AVAILABLE DATA ::
//! Two-Finger Press Recognition
//!
//! Two fingers touching down together and staying still for the start delay
//! launch an ability. The press is validated when the start-delay timer
//! fires:
//!
//! - both fingers went down within `press_skew_limit_ms` of each other
//! - the fingers are at least `min_distance_vp` apart
//! - both fingers lie inside the display minus its edge margins
//!
//! Any movement beyond `move_threshold_vp`, any lift, or a third finger
//! cancels the pending press. Thresholds are in virtual pixels and scaled by
//! the display density.

use serde::{Deserialize, Serialize};
use std::fmt;
use tracing::{debug, warn};

use crate::dispatch::{Ability, LaunchSource};
use crate::engine::EngineContext;
use crate::input::events::{PointerEvent, Timestamp};
use crate::timer::{TimerId, TimerTarget};

/// Density of one virtual pixel, in dpi
const BASE_DPI: f64 = 160.0;

/// Two-finger press configuration
#[derive(Debug, Clone, Serialize, Deserialize)]
pub struct TwoFingerConfig {
    /// Maximum gap between the two down times (ms)
    #[serde(default = "default_press_skew_limit_ms")]
    pub press_skew_limit_ms: i64,

    /// Minimum distance between the fingers (vp)
    #[serde(default = "default_min_distance_vp")]
    pub min_distance_vp: f64,

    /// Movement that cancels a pending press (vp)
    #[serde(default = "default_move_threshold_vp")]
    pub move_threshold_vp: f64,

    #[serde(default = "default_margin_left_vp")]
    pub margin_left_vp: f64,

    #[serde(default = "default_margin_right_vp")]
    pub margin_right_vp: f64,

    #[serde(default = "default_margin_top_vp")]
    pub margin_top_vp: f64,

    #[serde(default = "default_margin_bottom_vp")]
    pub margin_bottom_vp: f64,
}

fn default_press_skew_limit_ms() -> i64 {
    300
}
fn default_min_distance_vp() -> f64 {
    16.0
}
fn default_move_threshold_vp() -> f64 {
    15.0
}
fn default_margin_left_vp() -> f64 {
    24.0
}
fn default_margin_right_vp() -> f64 {
    24.0
}
fn default_margin_top_vp() -> f64 {
    80.0
}
fn default_margin_bottom_vp() -> f64 {
    41.0
}

impl Default for TwoFingerConfig {
    fn default() -> Self {
        Self {
            press_skew_limit_ms: default_press_skew_limit_ms(),
            min_distance_vp: default_min_distance_vp(),
            move_threshold_vp: default_move_threshold_vp(),
            margin_left_vp: default_margin_left_vp(),
            margin_right_vp: default_margin_right_vp(),
            margin_top_vp: default_margin_top_vp(),
            margin_bottom_vp: default_margin_bottom_vp(),
        }
    }
}

/// Geometry of the touch display
#[derive(Debug, Clone, Serialize, Deserialize)]
pub struct DisplayConfig {
    #[serde(default = "default_width")]
    pub width: i32,

    #[serde(default = "default_height")]
    pub height: i32,

    #[serde(default = "default_dpi")]
    pub dpi: i32,
}

fn default_width() -> i32 {
    1080
}
fn default_height() -> i32 {
    2340
}
fn default_dpi() -> i32 {
    480
}

impl Default for DisplayConfig {
    fn default() -> Self {
        Self {
            width: default_width(),
            height: default_height(),
            dpi: default_dpi(),
        }
    }
}

impl DisplayConfig {
    /// Convert virtual pixels to physical pixels
    pub fn vp_to_px(&self, vp: f64) -> f64 {
        if vp <= 0.0 || self.dpi <= 0 {
            return 0.0;
        }
        vp * (f64::from(self.dpi) / BASE_DPI)
    }
}

/// Why a pending press was not launched
#[derive(Debug, Clone, Copy, PartialEq, Eq)]
pub enum TwoFingerRejection {
    PressSkew,
    TooClose,
    OutsideRegion,
}

impl fmt::Display for TwoFingerRejection {
    fn fmt(&self, f: &mut fmt::Formatter<'_>) -> fmt::Result {
        match self {
            Self::PressSkew => write!(f, "fingers pressed too far apart in time"),
            Self::TooClose => write!(f, "fingers too close together"),
            Self::OutsideRegion => write!(f, "finger outside the active region"),
        }
    }
}

#[derive(Debug, Clone, Copy, Default, PartialEq)]
struct TouchSlot {
    id: i32,
    x: f64,
    y: f64,
    down_time: Timestamp,
}

/// Two-finger press state
#[derive(Debug)]
pub struct TwoFingerGesture {
    config: TwoFingerConfig,
    display: DisplayConfig,
    ability: Option<Ability>,
    start_delay_ms: u64,
    status_config: Option<String>,
    enabled: bool,
    touches: [TouchSlot; 2],
    timer: Option<TimerId>,
}

impl TwoFingerGesture {
    pub fn new(config: TwoFingerConfig, display: DisplayConfig) -> Self {
        Self {
            config,
            display,
            ability: None,
            start_delay_ms: 0,
            status_config: None,
            enabled: true,
            touches: [TouchSlot::default(); 2],
            timer: None,
        }
    }

    pub fn set_ability(
        &mut self,
        ability: Option<Ability>,
        start_delay_ms: u64,
        status_config: Option<String>,
    ) {
        self.ability = ability;
        self.start_delay_ms = start_delay_ms;
        self.status_config = status_config;
        self.enabled = true;
    }

    /// Configured and enabled
    pub fn is_active(&self) -> bool {
        self.ability.is_some() && self.enabled
    }

    pub fn status_config(&self) -> Option<&str> {
        self.status_config.as_deref()
    }

    pub fn set_enabled(&mut self, enabled: bool) {
        self.enabled = enabled;
    }

    pub fn is_pending(&self) -> bool {
        self.timer.is_some()
    }

    pub fn display(&self) -> &DisplayConfig {
        &self.display
    }

    /// A finger touched down
    pub fn on_finger_down(&mut self, event: &PointerEvent, ctx: &mut EngineContext<'_>) {
        if !self.is_active() {
            return;
        }

        let count = event.pointer_count();
        if count == 2 {
            self.start(ctx);
        } else {
            self.stop(ctx);
        }

        if (1..=2).contains(&count) {
            if let Some(item) = event.acting_item() {
                self.touches[count - 1] = TouchSlot {
                    id: event.pointer_id,
                    x: item.display_x,
                    y: item.display_y,
                    down_time: item.down_time,
                };
            }
        }
    }

    /// A finger moved; too much movement cancels the pending press
    pub fn on_move(&mut self, event: &PointerEvent, ctx: &mut EngineContext<'_>) {
        if self.timer.is_none() {
            return;
        }
        let Some(item) = event.acting_item() else {
            return;
        };
        let Some(slot) = self.touches.iter().find(|slot| slot.id == event.pointer_id) else {
            return;
        };

        let moved = (item.display_x - slot.x).hypot(item.display_y - slot.y);
        if moved > self.display.vp_to_px(self.config.move_threshold_vp) {
            debug!("Two-finger press cancelled: pointer {} moved {:.1}px", event.pointer_id, moved);
            self.stop(ctx);
        }
    }

    /// A finger lifted or was cancelled
    pub fn on_finger_up(&mut self, ctx: &mut EngineContext<'_>) {
        self.stop(ctx);
    }

    /// Start-delay timer fired; returns whether the ability was launched
    pub fn on_timer(&mut self, id: TimerId, ctx: &mut EngineContext<'_>) -> bool {
        if self.timer != Some(id) {
            debug!("Ignoring stale two-finger {}", id);
            return false;
        }
        self.timer = None;

        if let Err(rejection) = self.check_press() {
            debug!("Two-finger press rejected: {}", rejection);
            return false;
        }
        let Some(ability) = self.ability.as_ref().filter(|_| self.enabled) else {
            return false;
        };

        let [first, second] = self.touches;
        let ability = ability
            .clone()
            .with_param("displayX1", format!("{}", first.x.round() as i64))
            .with_param("displayY1", format!("{}", first.y.round() as i64))
            .with_param("displayX2", format!("{}", second.x.round() as i64))
            .with_param("displayY2", format!("{}", second.y.round() as i64));
        ctx.launch(&ability, 0, LaunchSource::TwoFinger)
    }

    /// Validate the recorded press
    pub fn check_press(&self) -> Result<(), TwoFingerRejection> {
        let [first, second] = self.touches;

        if (first.down_time - second.down_time).abs() > self.config.press_skew_limit_ms * 1000 {
            return Err(TwoFingerRejection::PressSkew);
        }

        let distance = (first.x - second.x).hypot(first.y - second.y);
        if distance < self.display.vp_to_px(self.config.min_distance_vp) {
            return Err(TwoFingerRejection::TooClose);
        }

        let left = self.display.vp_to_px(self.config.margin_left_vp);
        let right = f64::from(self.display.width) - self.display.vp_to_px(self.config.margin_right_vp);
        let top = self.display.vp_to_px(self.config.margin_top_vp);
        let bottom =
            f64::from(self.display.height) - self.display.vp_to_px(self.config.margin_bottom_vp);

        // A point on a margin line is outside
        let outside =
            |slot: &TouchSlot| slot.x <= left || slot.x >= right || slot.y <= top || slot.y >= bottom;
        if outside(&first) || outside(&second) {
            return Err(TwoFingerRejection::OutsideRegion);
        }
        Ok(())
    }

    fn start(&mut self, ctx: &mut EngineContext<'_>) {
        self.stop(ctx);
        match ctx
            .timers
            .add_timer(self.start_delay_ms, 1, TimerTarget::TwoFingerStart)
        {
            Ok(id) => {
                debug!("Two-finger press pending ({}ms)", self.start_delay_ms);
                self.timer = Some(id);
            }
            Err(e) => warn!("Dropping two-finger press: {}", e),
        }
    }

    fn stop(&mut self, ctx: &mut EngineContext<'_>) {
        if let Some(id) = self.timer.take() {
            ctx.timers.remove_timer(id);
        }
    }
}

DESCRIPTION OF THE TASK :: Find the line with "pub fn is_pending(&self)" in the material above. Reproduce it and each line after it up to and including the line with "finger touched down".

TASK OUTPUT ::
    pub fn is_pending(&self) -> bool {
        self.timer.is_some()
    }

    pub fn display(&self) -> &DisplayConfig {
        &self.display
    }

    /// A finger touched down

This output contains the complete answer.